Thanks for the comment. Fixed the linter error.

mtrmac · 2024-05-20T14:52:52Z

storage/storage_dest.go

 		} else if err == nil {
-			s.lockProtected.blobDiffIDs[blobDigest] = aLayer.UncompressedDigest()
-			s.lockProtected.blobAdditionalLayer[blobDigest] = aLayer
+			d := aLayer.TOCDigest()


We have passed down the expected TOC digest in LookupAdditionalLayer. Would this ever return a different value? If so, what does that mean / what is the guaranteed relationship between the two TOCs?

Looking at the implementation in containerd/stargz-snapshotter#1673 , this seems to always return the digest that is used in the FUSE request, i.e. it is exactly the value we passed in … unless the FUSE server is old and does not return the value at all; and in that case we don’t want to use any layers in the ALS — the FUSE server would be looking up a layer with compressed (non-TOC) digest options.TOCDigest.

#2428 modifies this to only trust options.TOCDigest (but to require the one from the ALS to match).

mtrmac · 2024-05-20T14:56:23Z

storage/storage_dest.go

-			s.lockProtected.blobDiffIDs[blobDigest] = aLayer.UncompressedDigest()
-			s.lockProtected.blobAdditionalLayer[blobDigest] = aLayer
+			d := aLayer.TOCDigest()
+			if d == "" {


When can this happen? Wouldn’t it be appropriate to pull the layer in the ordinary way, instead of failing?

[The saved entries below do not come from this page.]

use chrono::NaiveDateTime;
use log::error;
use rusqlite::{params, Row};
use serde::{Deserialize, Serialize};

use crate::db::{collect_rows, DbPool};

#[derive(Debug, Serialize, Deserialize, Clone)]
pub struct Category {
    pub id: i64,
    pub name: String,
    pub slug: String,
    pub parent_id: Option<i64>,
    pub description: Option<String>,
    pub created_at: NaiveDateTime,
}

#[derive(Debug, Deserialize)]
pub struct CategoryForm {
    pub name: String,
    pub slug: String,
    pub parent_id: Option<i64>,
    pub description: Option<String>,
}

impl Category {
    fn from_row(row: &Row) -> rusqlite::Result<Self> {
        Ok(Category {
            id: row.get("id")?,
            name: row.get("name")?,
            slug: row.get("slug")?,
            parent_id: row.get("parent_id")?,
            description: row.get("description")?,
            created_at: row.get("created_at")?,
        })
    }

    pub fn find_by_id(pool: &DbPool, id: i64) -> Option<Self> {
        let conn = pool.get().ok()?;
        conn.query_row(
            "SELECT * FROM categories WHERE id = ?1",
            params![id],
            Self::from_row,
        )
        .ok()
    }

    /// Categories without a parent, oldest first. Empty on failure.
    pub fn top_level(pool: &DbPool, limit: i64) -> Vec<Self> {
        let conn = match pool.get() {
            Ok(c) => c,
            Err(e) => {
                error!("Top-level categories: no connection: {}", e);
                return vec![];
            }
        };
        let mut stmt = match conn.prepare(
            "SELECT * FROM categories WHERE parent_id IS NULL
             ORDER BY created_at ASC, id ASC LIMIT ?1",
        ) {
            Ok(s) => s,
            Err(e) => {
                error!("Top-level categories query failed: {}", e);
                return vec![];
            }
        };
        stmt.query_map(params![limit], Self::from_row)
            .map(|rows| collect_rows("category", rows))
            .unwrap_or_default()
    }

    pub fn children(pool: &DbPool, parent_id: i64) -> Vec<Self> {
        let conn = match pool.get() {
            Ok(c) => c,
            Err(_) => return vec![],
        };
        let mut stmt = match conn.prepare(
            "SELECT * FROM categories WHERE parent_id = ?1 ORDER BY name",
        ) {
            Ok(s) => s,
            Err(_) => return vec![],
        };
        stmt.query_map(params![parent_id], Self::from_row)
            .map(|rows| collect_rows("category", rows))
            .unwrap_or_default()
    }

    pub fn for_article(pool: &DbPool, article_id: i64) -> Vec<Self> {
        let conn = match pool.get() {
            Ok(c) => c,
            Err(_) => return vec![],
        };

        let mut stmt = match conn.prepare(
            "SELECT c.* FROM categories c
             JOIN article_categories ac ON ac.category_id = c.id
             WHERE ac.article_id = ?1
             ORDER BY c.name",
        ) {
            Ok(s) => s,
            Err(_) => return vec![],
        };

        stmt.query_map(params![article_id], Self::from_row)
            .map(|rows| collect_rows("category", rows))
            .unwrap_or_default()
    }

    pub fn create(pool: &DbPool, form: &CategoryForm) -> Result<i64, String> {
        let conn = pool.get().map_err(|e| e.to_string())?;
        conn.execute(
            "INSERT INTO categories (name, slug, parent_id, description) VALUES (?1, ?2, ?3, ?4)",
            params![form.name, form.slug, form.parent_id, form.description],
        )
        .map_err(|e| e.to_string())?;
        Ok(conn.last_insert_rowid())
    }

    pub fn delete(pool: &DbPool, id: i64) -> Result<(), String> {
        let conn = pool.get().map_err(|e| e.to_string())?;
        conn.execute("DELETE FROM categories WHERE id = ?1", params![id])
            .map_err(|e| e.to_string())?;
        Ok(())
    }

    /// Replace the article's category links with `category_ids`.
    pub fn set_for_article(
        pool: &DbPool,
        article_id: i64,
        category_ids: &[i64],
    ) -> Result<(), String> {
        let conn = pool.get().map_err(|e| e.to_string())?;
        conn.execute(
            "DELETE FROM article_categories WHERE article_id = ?1",
            params![article_id],
        )
        .map_err(|e| e.to_string())?;

        for cat_id in category_ids {
            conn.execute(
                "INSERT OR IGNORE INTO article_categories (article_id, category_id) VALUES (?1, ?2)",
                params![article_id, cat_id],
            )
            .map_err(|e| e.to_string())?;
        }
        Ok(())
    }
}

Per the other comment, this can happen if the FUSE server is old and not expecting TOCs at all.

storage/storage_src.go

mtrmac · 2024-05-20T15:21:08Z

storage/storage_src.go

 			return -1, fmt.Errorf("size for layer %q is unknown, failing getSize()", layerID)
 		}
+		if layer.UncompressedSize < 0 {
+			sum = 0


This means that if there 3 layers, and the middle one has an unknown size, the total returned size of the image is… some value larger than the true size, but the particular value can AFAICS not be reasonably used for anything.

Why is that better than returning -1 to indicate “unknown”, or than returning an error? (One possible answer might be “Podman callers assume this always succeeds and returns a non--1 value, I didn’t check whether that’s the case. But I think, if that were true, the callers would need to be updated to deal with images where the size is unknown, instead.)

#2428 modifies this to treat the unknown-size layer as zero-size, while returning the size of the other components.

mtrmac · 2024-05-20T15:26:27Z

storage/storage_src.go

+		if (layer.TOCDigest == "" && layer.UncompressedDigest == "") || (layer.TOCDigest == "" && layer.UncompressedSize < 0) {
 			return -1, fmt.Errorf("size for layer %q is unknown, failing getSize()", layerID)
 		}
+		if layer.UncompressedSize < 0 {


If a TOC-identified layer can have UncompressedSize == -1, that breaks more assumptions. At least the LayersByTOCDigest path in tryReusingBlobAsPending is using the UncompressedSize value, and the value can’t be “unknown” on that path.

… but, also, note to self: is a new behavior of the AdditionalLayerStore code? We did previously assume that the blobDigest-identified ALS layers did have a valid UncompressedSize. Was that always broken?

The commit says

Layers from additional layer store possibly doesn't know the uncompressed size until it fully downloads the entire contents to the node.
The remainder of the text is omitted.